C’était le jeudi 28 janvier 2016, j’arrive à la fac, fatiguée (comme toujours j’ai envie de dire). Je pousse difficilement la porte de l’amphi 5 pour entrer et LÀ… même la fatigue n’a pu me faire passer à côté d’une énorme écriture rouge inscrite sur la porte.
Il y avait écrit « Islam hors d’Europe ». Choquée, je m’arrête pour regarder et je vois les gens qui passent et qui n’ont pas l’air d’être choqués ou dérangés plus que ça.
Il faut avouer que les musulmans dans notre promo sont minoritaires, je peux donc comprendre (difficilement) que les autres ne se sentent pas concernés et qu’ils s’en fichent. Mais ce que je trouve scandaleux c’est d’en parler à d’autres musulmans de ma promo et de constater un sentiment d’impuissance et de banalisation d’actes qui sont aujourd’hui intolérables vu ce contexte de lutte commune contre la menace terroriste d’un côté et la montée d’idéaux extrémistes d’un autre, qui nécessite une grande réforme dans la manière dont les français envisagent leurs rapports entre eux afin de former une nation solide formée de différentes cultures.
J’étais donc la seule personne révoltée, choquée et effrayée par l’indifférence des autres. Le lendemain je constate que l’administration n’a pas encore été informée de ce petit incident.
Le soir, je vois sur le groupe Facebook de notre promo que quelqu’un a également trouvé une inscription antisémite dans les toilettes des hommes. Je regarde les commentaires de mes chers camarades et je constate qu’il y a pire que l’indifférence … on prend les gens qui dénoncent ces actes pour des fous. Un certain Luc nous a fait part d’une réflexion d’une finesse … Je cite « personnellement je serais plus choqué et inquiet de voir un “daesh baqiya” mais jusqu’ici j’ai rien vu de tel alors je le vis plutôt bien… ». Dois-je commenter ce genre de bêtises ? Dois-je rappeler qu’on ne hiérarchise pas deux problèmes complétement différents ? Comment dois-je le prendre en tant que musulmane qui essaye tant bien que mal de se sentir chez elle ?

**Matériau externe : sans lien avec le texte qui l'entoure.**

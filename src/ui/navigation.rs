//! Mobile menu and in-page link scrolling.

use tracing::debug;

use crate::dom;
use crate::error::FolioError;
use crate::ui::Ctx;

#[derive(Debug)]
pub struct Navigation {
    menu_open: bool,
}

impl Navigation {
    pub fn mount(cx: &mut Ctx<'_>) -> Result<Self, FolioError> {
        for required in [dom::HAMBURGER, dom::NAV_MENU, dom::NAVBAR] {
            if !cx.surface.exists(required) {
                return Err(FolioError::not_found("navigation", required));
            }
        }
        Ok(Self {
            menu_open: cx.surface.has_class(dom::NAV_MENU, dom::ACTIVE),
        })
    }

    pub fn is_menu_open(&self) -> bool {
        self.menu_open
    }

    pub fn toggle_menu(&mut self, cx: &mut Ctx<'_>) {
        self.menu_open = !self.menu_open;
        self.render(cx);
    }

    pub fn close_menu(&mut self, cx: &mut Ctx<'_>) {
        self.menu_open = false;
        self.render(cx);
    }

    /// Click anywhere on the page. Returns true when navigation handled it.
    pub fn on_click(&mut self, cx: &mut Ctx<'_>, target: &str) -> bool {
        if target == dom::HAMBURGER || cx.surface.is_descendant(target, dom::HAMBURGER) {
            self.toggle_menu(cx);
            return true;
        }
        let Some(link) = cx.surface.closest_with_class(target, dom::NAV_LINK) else {
            return false;
        };
        self.close_menu(cx);
        self.follow(cx, &link);
        true
    }

    /// Escape closes an open menu.
    pub fn on_key(&mut self, cx: &mut Ctx<'_>, key: &str) -> bool {
        if key != "Escape" || !self.menu_open {
            return false;
        }
        self.close_menu(cx);
        true
    }

    fn follow(&self, cx: &mut Ctx<'_>, link: &str) {
        let href = cx.surface.attribute(link, "href").unwrap_or_default();
        let Some(section) = href.strip_prefix('#').filter(|id| !id.is_empty()) else {
            debug!(link, href = %href, "Link does not point inside the page");
            return;
        };
        let Some(top) = cx.surface.offset_top(section) else {
            debug!(link, section, "Link target not found");
            return;
        };
        let offset = cx.config.scroll.nav_scroll_offset;
        cx.surface.scroll_to(top - offset);
    }

    fn render(&self, cx: &mut Ctx<'_>) {
        for id in [dom::HAMBURGER, dom::NAV_MENU] {
            if self.menu_open {
                cx.surface.add_class(id, dom::ACTIVE);
            } else {
                cx.surface.remove_class(id, dom::ACTIVE);
            }
        }
    }
}

#[cfg(test)]
mod tests {
    use super::*;
    use crate::config::Config;
    use crate::scheduler::Scheduler;
    use crate::surface::{Element, MemorySurface, Surface};

    fn page() -> MemorySurface {
        let mut surface = MemorySurface::new(800.0, 3000.0);
        surface
            .insert(Element::new("navbar", "nav"))
            .insert(Element::new("hamburger", "div").under("navbar").class("hamburger"))
            .insert(Element::new("bar", "span").under("hamburger").class("bar"))
            .insert(Element::new("nav-menu", "ul").under("navbar").class("nav-menu"))
            .insert(
                Element::new("link-about", "a")
                    .under("nav-menu")
                    .class("nav-link")
                    .attr("href", "#about"),
            )
            .insert(
                Element::new("link-blog", "a")
                    .under("nav-menu")
                    .class("nav-link")
                    .attr("href", "#blog"),
            )
            .insert(Element::new("about", "section").layout(900.0, 600.0));
        surface
    }

    #[test]
    fn mount_requires_all_anchors() {
        let mut surface = MemorySurface::new(800.0, 800.0);
        surface.insert(Element::new("navbar", "nav"));
        let mut scheduler = Scheduler::new();
        let config = Config::default();
        let mut cx = Ctx::new(&mut surface, &mut scheduler, &config);
        let err = Navigation::mount(&mut cx).unwrap_err();
        assert!(matches!(err, FolioError::TargetNotFound { subsystem: "navigation", .. }));
    }

    #[test]
    fn hamburger_toggles_menu_and_escape_closes_it() {
        let mut surface = page();
        let mut scheduler = Scheduler::new();
        let config = Config::default();
        let mut cx = Ctx::new(&mut surface, &mut scheduler, &config);
        let mut nav = Navigation::mount(&mut cx).unwrap();

        assert!(nav.on_click(&mut cx, "bar"));
        assert!(nav.is_menu_open());
        assert!(cx.surface.has_class("hamburger", "active"));
        assert!(cx.surface.has_class("nav-menu", "active"));

        assert!(!nav.on_key(&mut cx, "Enter"));
        assert!(nav.on_key(&mut cx, "Escape"));
        assert!(!nav.is_menu_open());
        assert!(!cx.surface.has_class("nav-menu", "active"));
        assert!(!nav.on_key(&mut cx, "Escape"));
    }

    #[test]
    fn link_closes_menu_and_scrolls_below_navbar() {
        let mut surface = page();
        let mut scheduler = Scheduler::new();
        let config = Config::default();
        {
            let mut cx = Ctx::new(&mut surface, &mut scheduler, &config);
            let mut nav = Navigation::mount(&mut cx).unwrap();
            nav.toggle_menu(&mut cx);
            assert!(nav.on_click(&mut cx, "link-about"));
            assert!(!nav.is_menu_open());
            // unresolvable target is consumed but does not scroll
            assert!(nav.on_click(&mut cx, "link-blog"));
        }
        assert_eq!(surface.scroll_requests(), &[820.0]);
        assert!(!surface.has_class("hamburger", "active"));
    }
}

J’envoie donc un mail à la doyenne pour lui exposer mon point de vue concernant la banalisation d’actes illégaux de nature antisémite et antimusulmane dans une fac de droit. La doyenne me promet alors de mettre un coup de peinture et de réfléchir à une manière de sensibiliser les étudiants. La première disposition a bien été appliquée quant à la deuxième ….
Il est facile d’effacer des écritures et de faire comme si ça ne s’était jamais produit. Mais le silence implique dans les petits cerveaux des étudiants que c’est tout à fait normal de voir ça et que c’est normal finalement qu’une minorité soit exclue et pointée du doigt.
Avant cet incident je me sentais tout à fait en sécurité dans ma fac, je pensais avoir à faire à des gens réfléchis qui savaient faire la part des choses. Mais depuis, j’ai développé (malheureusement) de la paranoïa et j’ai l’impression d’être vue comme la MUSULMANE et non comme l’étudiante en droit.
Je me rends compte qu’on nous enseigne l’histoire depuis tout petits à l’école mais on ne nous apprend pas assez apparemment à en tirer des leçons. Alors continuons à ne rien dire, à vivre repliés sur nous-même et à s’étonner que la violence sociale dans notre pays devienne notre quotidien.